Assault on RFE
AS the Clinton administration's foreign policy comes under a more severe review, so should its efforts to strip down Radio Free Europe, one of the most effective policy instruments the United States still has in East Europe and the post-Soviet states.
The sizable role RFE played in bringing down communist regimes showed the power of truth and ideas in the battle for hearts and minds behind the Iron Curtain. Given the dangerous rightward direction East Europe and Russia are going, one would think RFE would get more serious attention and support. If the current nationalist-fed crisis in the Balkans should teach anything, for example, it should teach the incredible power that broadcast lies and propaganda can have in inciting the hatred that leads to bloodshed and war. The insanity in the former Yugoslavia began in the Belgrade and Zagreb media.
Yet the White House still labors under the assumption that the post-cold-war world is a sunnier place of expanding markets and transitions to democracy - and that RFE is a cold-war dinosaur to be phased out. The plan under way by White House and Congress, led by Sen. Russell Feingold (D) of Wisconsin, will cut RFE and Radio Liberty from $210 million to $70 million in a single year, move RFE headquarters from Munich to Prague, cut the staff from 1,500 to 700, and put the entire operation under US Information Agency control.
The result of this quite misguided effort is likely to be a loss of credibility for RFE, which, unlike Voice of America, is still seen in the East as a serious source of news and commentary. Top staffers in the Russian area such as Elizabeth Teague and Alexander Rahr are leaving in protest.
Sadly, the White House policy does not take into account the power of media in European spheres. Not enough regard is evident for the ``bully pulpit'' of liberal, democratic, and multiethnic voices RFE provides - its basic values. Nor does the new direction account for how needed accurate information and diverse viewpoints still are in the East, where new press freedoms are waning. The shaky position of Boris Yeltsin and the media savvy of fascists like Zhirinovsky are a warning.

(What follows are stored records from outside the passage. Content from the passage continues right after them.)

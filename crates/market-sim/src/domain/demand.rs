use oligopoly_core::MarketConfig;

/// Market demand for one period
#[derive(Debug, Clone, Copy, PartialEq)]
pub struct DemandOutcome {
    /// Base demand scaled by the cycle multiplier
    pub total: f64,
    /// After price elasticity and substitute pressure
    pub effective: f64,
}

/// `base * cycle * exp(-elasticity * avg_price) * (1 - substitute_pressure)`
///
/// `avg_price` must come from this period's clipped prices.
pub fn compute_demand(
    config: &MarketConfig,
    cycle_multiplier: f64,
    avg_price: f64,
    substitute_pressure: f64,
) -> DemandOutcome {
    let total = config.base_demand * cycle_multiplier;
    let elasticity_effect = (-config.price_elasticity * avg_price).exp();
    let substitute_effect = 1.0 - substitute_pressure;

    DemandOutcome {
        total,
        effective: (total * elasticity_effect * substitute_effect).max(0.0),
    }
}

#[cfg(test)]
mod tests {
    use super::*;
    use approx::assert_relative_eq;

    #[test]
    fn test_demand_formula() {
        let config = MarketConfig::default();
        let demand = compute_demand(&config, 1.2, 100.0, 0.15);

        assert_relative_eq!(demand.total, 1200.0);
        assert_relative_eq!(
            demand.effective,
            1200.0 * (-1.5f64).exp() * 0.85,
            max_relative = 1e-12
        );
    }

    #[test]
    fn test_lower_price_means_more_demand() {
        let config = MarketConfig::default();
        let cheap = compute_demand(&config, 1.0, 100.0, 0.15);
        let dear = compute_demand(&config, 1.0, 200.0, 0.15);
        assert!(cheap.effective > dear.effective);
    }

    #[test]
    fn test_substitutes_scale_linearly() {
        let config = MarketConfig::default();
        let low = compute_demand(&config, 1.0, 150.0, 0.1);
        let high = compute_demand(&config, 1.0, 150.0, 0.2);
        assert_relative_eq!(low.effective / high.effective, 0.9 / 0.8, max_relative = 1e-12);
    }
}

One of the tragedies of RFE has been the waste, fraud, and abuse of RFE management during the late 1980s. Mr. Feingold has made much of these problems. Yet steps can be taken to correct them (and are), without damaging the possibilities of RFE. The president of the Czech Republic, Vaclav Havel, does not agree with the junior senator from Wisconsin that RFE should be cut. An administration so attentive to the power of media perception at home should certainly recognize its importance abroad.